▸ **Data provided**:

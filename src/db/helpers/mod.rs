use anyhow::{anyhow, Context, Result};
use chrono::{NaiveDate, NaiveTime};

use crate::models::{Category, FieldValue};

const DATE_FORMAT: &str = "%Y-%m-%d";
const TIME_FORMAT: &str = "%H:%M:%S";

pub fn format_date(date: NaiveDate) -> String {
    date.format(DATE_FORMAT).to_string()
}

pub fn parse_date(value: &str, field: &str) -> Result<NaiveDate> {
    NaiveDate::parse_from_str(value, DATE_FORMAT).with_context(|| format!("failed to parse {field}"))
}

pub fn parse_category(value: &str) -> Result<Category> {
    value
        .parse::<Category>()
        .map_err(|err| anyhow!("stored row has {err}"))
}

/// Split a value into the `(kind, value)` text columns it is stored as.
pub fn encode_value(value: &FieldValue) -> (&'static str, String) {
    let text = match value {
        FieldValue::Number(number) => number.to_string(),
        FieldValue::Bool(flag) => flag.to_string(),
        FieldValue::TimeOfDay(time) => time.format(TIME_FORMAT).to_string(),
    };
    (value.kind().as_str(), text)
}

pub fn decode_value(kind: &str, text: &str) -> Result<FieldValue> {
    match kind {
        "number" => text
            .parse::<f64>()
            .map(FieldValue::Number)
            .with_context(|| format!("invalid number '{text}'")),
        "bool" => text
            .parse::<bool>()
            .map(FieldValue::Bool)
            .with_context(|| format!("invalid bool '{text}'")),
        "time" => NaiveTime::parse_from_str(text, TIME_FORMAT)
            .map(FieldValue::TimeOfDay)
            .with_context(|| format!("invalid time of day '{text}'")),
        other => Err(anyhow!("unknown value kind {other}")),
    }
}
use chrono::NaiveDate;

use crate::error::{EngineError, EngineResult};

pub fn ensure_range(start: NaiveDate, end: NaiveDate) -> EngineResult<()> {
    if start > end {
        return Err(EngineError::InvalidRange { start, end });
    }
    Ok(())
}

/// Every calendar date from `start` to `end`, both inclusive.
pub fn dates_between(start: NaiveDate, end: NaiveDate) -> Vec<NaiveDate> {
    start.iter_days().take_while(|date| *date <= end).collect()
}

/// Number of dates in the inclusive range, zero when `start > end`.
pub fn days_in_range(start: NaiveDate, end: NaiveDate) -> usize {
    let days = (end - start).num_days() + 1;
    usize::try_from(days).unwrap_or(0)
}

pub fn parse_iso_date(value: &str) -> anyhow::Result<NaiveDate> {
    NaiveDate::parse_from_str(value, "%Y-%m-%d")
        .map_err(|err| anyhow::anyhow!("invalid date '{value}': {err}"))
}

#[cfg(test)]
mod tests {
    use super::*;

    fn date(s: &str) -> NaiveDate {
        parse_iso_date(s).unwrap()
    }

    #[test]
    fn range_is_inclusive_and_crosses_month_ends() {
        let dates = dates_between(date("2021-02-27"), date("2021-03-02"));
        assert_eq!(
            dates,
            vec![
                date("2021-02-27"),
                date("2021-02-28"),
                date("2021-03-01"),
                date("2021-03-02"),
            ]
        );
        assert_eq!(days_in_range(date("2021-02-27"), date("2021-03-02")), 4);
    }

    #[test]
    fn single_day_range() {
        let day = date("2020-02-29");
        assert_eq!(dates_between(day, day), vec![day]);
        assert_eq!(days_in_range(day, day), 1);
    }

    #[test]
    fn reversed_range_is_rejected() {
        let err = ensure_range(date("2021-03-02"), date("2021-03-01")).unwrap_err();
        assert!(matches!(err, EngineError::InvalidRange { .. }));
        assert_eq!(days_in_range(date("2021-03-02"), date("2021-03-01")), 0);
    }

    #[test]
    fn rejects_non_iso_dates() {
        assert!(parse_iso_date("03/04/2021").is_err());
        assert!(parse_iso_date("2021-02-30").is_err());
    }
}
pub mod dates;
pub mod logging;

▸ **Task objective**:
Copy whichever lines of the records above contain the word "start".

▸ **Solution for this task**:
pub fn ensure_range(start: NaiveDate, end: NaiveDate) -> EngineResult<()> {
    if start > end {
        return Err(EngineError::InvalidRange { start, end });
/// Every calendar date from `start` to `end`, both inclusive.
pub fn dates_between(start: NaiveDate, end: NaiveDate) -> Vec<NaiveDate> {
    start.iter_days().take_while(|date| *date <= end).collect()
/// Number of dates in the inclusive range, zero when `start > end`.
pub fn days_in_range(start: NaiveDate, end: NaiveDate) -> usize {
    let days = (end - start).num_days() + 1;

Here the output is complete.